§ **Exercise description**: Beneath this line is the data. Output exactly the lines from the line with "let converted = convert_bytes(&data)?;" to the line with "for child in", both ends included, and nothing more.

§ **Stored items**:
▼
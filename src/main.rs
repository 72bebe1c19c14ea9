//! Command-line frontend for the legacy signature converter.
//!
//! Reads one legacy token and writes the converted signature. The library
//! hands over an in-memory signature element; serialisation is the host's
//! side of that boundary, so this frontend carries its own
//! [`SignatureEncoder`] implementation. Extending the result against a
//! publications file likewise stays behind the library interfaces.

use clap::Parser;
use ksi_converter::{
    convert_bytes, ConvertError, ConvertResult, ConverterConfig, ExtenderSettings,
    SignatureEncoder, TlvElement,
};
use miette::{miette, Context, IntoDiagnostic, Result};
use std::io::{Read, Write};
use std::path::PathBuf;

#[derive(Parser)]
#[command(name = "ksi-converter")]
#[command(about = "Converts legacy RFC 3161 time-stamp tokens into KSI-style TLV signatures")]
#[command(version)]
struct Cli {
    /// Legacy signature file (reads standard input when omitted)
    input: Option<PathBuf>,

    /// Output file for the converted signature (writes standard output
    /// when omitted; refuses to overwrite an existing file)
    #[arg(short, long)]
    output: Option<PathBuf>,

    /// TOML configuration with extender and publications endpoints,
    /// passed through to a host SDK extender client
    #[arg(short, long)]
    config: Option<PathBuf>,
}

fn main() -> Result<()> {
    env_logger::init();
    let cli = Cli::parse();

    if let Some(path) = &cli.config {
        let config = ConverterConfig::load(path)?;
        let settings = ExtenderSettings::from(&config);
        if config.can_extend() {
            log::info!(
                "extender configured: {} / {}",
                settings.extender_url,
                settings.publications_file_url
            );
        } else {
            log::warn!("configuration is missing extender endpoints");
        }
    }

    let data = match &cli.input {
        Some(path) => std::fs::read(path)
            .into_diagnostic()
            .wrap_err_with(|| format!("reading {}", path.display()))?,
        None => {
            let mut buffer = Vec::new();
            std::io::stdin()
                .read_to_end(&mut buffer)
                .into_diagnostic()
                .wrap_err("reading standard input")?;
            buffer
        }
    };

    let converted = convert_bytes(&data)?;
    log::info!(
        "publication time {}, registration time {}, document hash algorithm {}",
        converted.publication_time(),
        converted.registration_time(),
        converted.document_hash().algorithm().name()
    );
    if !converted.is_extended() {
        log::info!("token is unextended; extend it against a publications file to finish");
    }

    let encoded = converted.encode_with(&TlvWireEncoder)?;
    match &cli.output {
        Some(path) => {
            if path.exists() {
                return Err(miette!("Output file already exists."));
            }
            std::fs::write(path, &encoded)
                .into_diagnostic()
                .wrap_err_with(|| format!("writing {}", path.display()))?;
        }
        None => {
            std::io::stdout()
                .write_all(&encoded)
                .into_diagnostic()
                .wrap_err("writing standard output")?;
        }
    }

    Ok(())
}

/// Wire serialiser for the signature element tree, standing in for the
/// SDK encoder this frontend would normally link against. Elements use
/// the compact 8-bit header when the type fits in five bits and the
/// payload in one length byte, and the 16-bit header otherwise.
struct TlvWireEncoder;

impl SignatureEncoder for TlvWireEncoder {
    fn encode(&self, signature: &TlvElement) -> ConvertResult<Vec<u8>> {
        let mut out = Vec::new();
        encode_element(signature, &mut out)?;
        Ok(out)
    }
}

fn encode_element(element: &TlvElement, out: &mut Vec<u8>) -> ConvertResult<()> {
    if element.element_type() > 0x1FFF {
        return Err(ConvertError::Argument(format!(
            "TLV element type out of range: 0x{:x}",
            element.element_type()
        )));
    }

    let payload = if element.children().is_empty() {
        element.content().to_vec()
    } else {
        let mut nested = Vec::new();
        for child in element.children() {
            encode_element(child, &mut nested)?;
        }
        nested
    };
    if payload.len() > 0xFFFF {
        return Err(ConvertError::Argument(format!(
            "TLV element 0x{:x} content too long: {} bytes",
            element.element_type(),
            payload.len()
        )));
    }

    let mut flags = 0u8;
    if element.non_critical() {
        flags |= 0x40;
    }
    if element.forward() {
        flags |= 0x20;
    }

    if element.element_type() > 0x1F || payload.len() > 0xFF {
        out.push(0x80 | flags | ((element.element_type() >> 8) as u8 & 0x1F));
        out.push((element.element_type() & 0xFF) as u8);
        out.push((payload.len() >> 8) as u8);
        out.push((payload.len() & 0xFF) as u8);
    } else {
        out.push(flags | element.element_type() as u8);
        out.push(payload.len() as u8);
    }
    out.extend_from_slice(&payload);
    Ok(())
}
▲
§ **Task answer**:
    let converted = convert_bytes(&data)?;
    log::info!(
        "publication time {}, registration time {}, document hash algorithm {}",
        converted.publication_time(),
        converted.registration_time(),
        converted.document_hash().algorithm().name()
    );
    if !converted.is_extended() {
        log::info!("token is unextended; extend it against a publications file to finish");
    }

    let encoded = converted.encode_with(&TlvWireEncoder)?;
    match &cli.output {
        Some(path) => {
            if path.exists() {
                return Err(miette!("Output file already exists."));
            }
            std::fs::write(path, &encoded)
                .into_diagnostic()
                .wrap_err_with(|| format!("writing {}", path.display()))?;
        }
        None => {
            std::io::stdout()
                .write_all(&encoded)
                .into_diagnostic()
                .wrap_err("writing standard output")?;
        }
    }

    Ok(())
}

/// Wire serialiser for the signature element tree, standing in for the
/// SDK encoder this frontend would normally link against. Elements use
/// the compact 8-bit header when the type fits in five bits and the
/// payload in one length byte, and the 16-bit header otherwise.
struct TlvWireEncoder;

impl SignatureEncoder for TlvWireEncoder {
    fn encode(&self, signature: &TlvElement) -> ConvertResult<Vec<u8>> {
        let mut out = Vec::new();
        encode_element(signature, &mut out)?;
        Ok(out)
    }
}

fn encode_element(element: &TlvElement, out: &mut Vec<u8>) -> ConvertResult<()> {
    if element.element_type() > 0x1FFF {
        return Err(ConvertError::Argument(format!(
            "TLV element type out of range: 0x{:x}",
            element.element_type()
        )));
    }

    let payload = if element.children().is_empty() {
        element.content().to_vec()
    } else {
        let mut nested = Vec::new();
        for child in element.children() {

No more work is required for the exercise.